Swisscom mandate Vinci Capital pour investir 20 millions de francs sur quatre ans dans des entreprises technologiques suisses à fort potentiel de croissance. Baptisé «Mona Lisa», ce véhicule de capital-risque répliquera en fait les participations du fonds Renaissance Technologies II lancé en 2003 par Vinci.

«Cette coopération devrait nous permettre d'augmenter notre capacité d'innovation et de stimuler le développement des PME technologiques suisses», précise Daniel Ritz, chief strategy officer chez Swisscom.

L'apport de «Mona Lisa» porte à 70 millions de francs le montant total à disposition de Renaissance Technologies II, qui avait récolté 49 millions au 31 mars dernier et investi 12 millions de francs à la même date dans des sociétés telles que Addex Pharmaceuticals à Genève, Eclosion SA à Lausanne, Endoart à Ecublens (VD) ou Precimed à Orvin (BE). Vinci Capital gère au total plus de 200 millions de francs, ce qui en fait un acteur important du «private equity» en Suisse.

«La dotation initiale de Renaissance Technologies II et ses règles internes fixant un plafond de 10% de la fortune totale à chaque investissement ont pu lui faire perdre quelques «tickets» plus significatifs dans des sociétés prometteuses ayant déjà atteint une certaine maturité dans leur développement, explique Christian Waldvogel, managing partner de Vinci Capital. Avec le renfort de «Mona Lisa», le fonds peut désormais soutenir des projets intéressants à hauteur de 5 à 7 millions de francs environ, ce qui représente une bonne masse critique.»
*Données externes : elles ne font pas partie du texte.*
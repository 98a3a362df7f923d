use crate::error::ReplyError;
use crate::post::{GeneratedReply, PostContext, ReplyExcerpt};

pub const MIN_BODY_CHARS: usize = 10;
pub const MEANINGFUL_REPLY_CHARS: usize = 15;
pub const MIN_MEANINGFUL_REPLIES: usize = 2;
pub const MAX_REPLY_CHARS: usize = 90;

const FORBIDDEN_MARKERS: [char; 2] = ['?', ';'];

/// Length in UTF-16 code units, the unit the limits above are defined in.
/// An emoji outside the BMP counts as two.
pub fn utf16_len(text: &str) -> usize {
    text.encode_utf16().count()
}

/// A reply counts toward eligibility when its trimmed text is longer than
/// [`MEANINGFUL_REPLY_CHARS`].
pub fn is_meaningful(reply: &ReplyExcerpt) -> bool {
    utf16_len(reply.content.trim()) > MEANINGFUL_REPLY_CHARS
}

pub fn meaningful_reply_count(ctx: &PostContext) -> usize {
    ctx.replies.iter().filter(|r| is_meaningful(r)).count()
}

/// Decide whether a generation attempt is worth making.
///
/// Checks run in order and the first failure wins: credential, body
/// length, then conversation depth.
pub fn check_eligibility(ctx: &PostContext, credential: &str) -> Result<(), ReplyError> {
    if credential.is_empty() {
        return Err(ReplyError::MissingCredential);
    }

    if utf16_len(ctx.body_text.trim()) < MIN_BODY_CHARS {
        return Err(ReplyError::InsufficientContext);
    }

    if meaningful_reply_count(ctx) < MIN_MEANINGFUL_REPLIES {
        return Err(ReplyError::InsufficientConversation);
    }

    Ok(())
}

/// Accept or reject a raw completion.
///
/// The text is trimmed first; anything over [`MAX_REPLY_CHARS`] or carrying
/// a question mark or semicolon is rejected.
pub fn validate_candidate(raw: &str) -> Result<GeneratedReply, ReplyError> {
    let text = raw.trim();

    if utf16_len(text) > MAX_REPLY_CHARS || text.contains(FORBIDDEN_MARKERS) {
        tracing::debug!(candidate = text, "rejected candidate");
        return Err(ReplyError::InvalidCandidate);
    }

    Ok(GeneratedReply::accepted(text.to_string()))
}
Renaissance Technologies II a été financé, avant l'arrivée de Swisscom, par 45 caisses de pension suisses. Lancé en 1998, peu avant qu'éclate la bulle du capital-risque, son prédécesseur Renaissance Technologies I a levé 72 millions de francs, dont les deux tiers ont été remboursés à ce jour, avec pour objectif une plus-value modeste de 5%.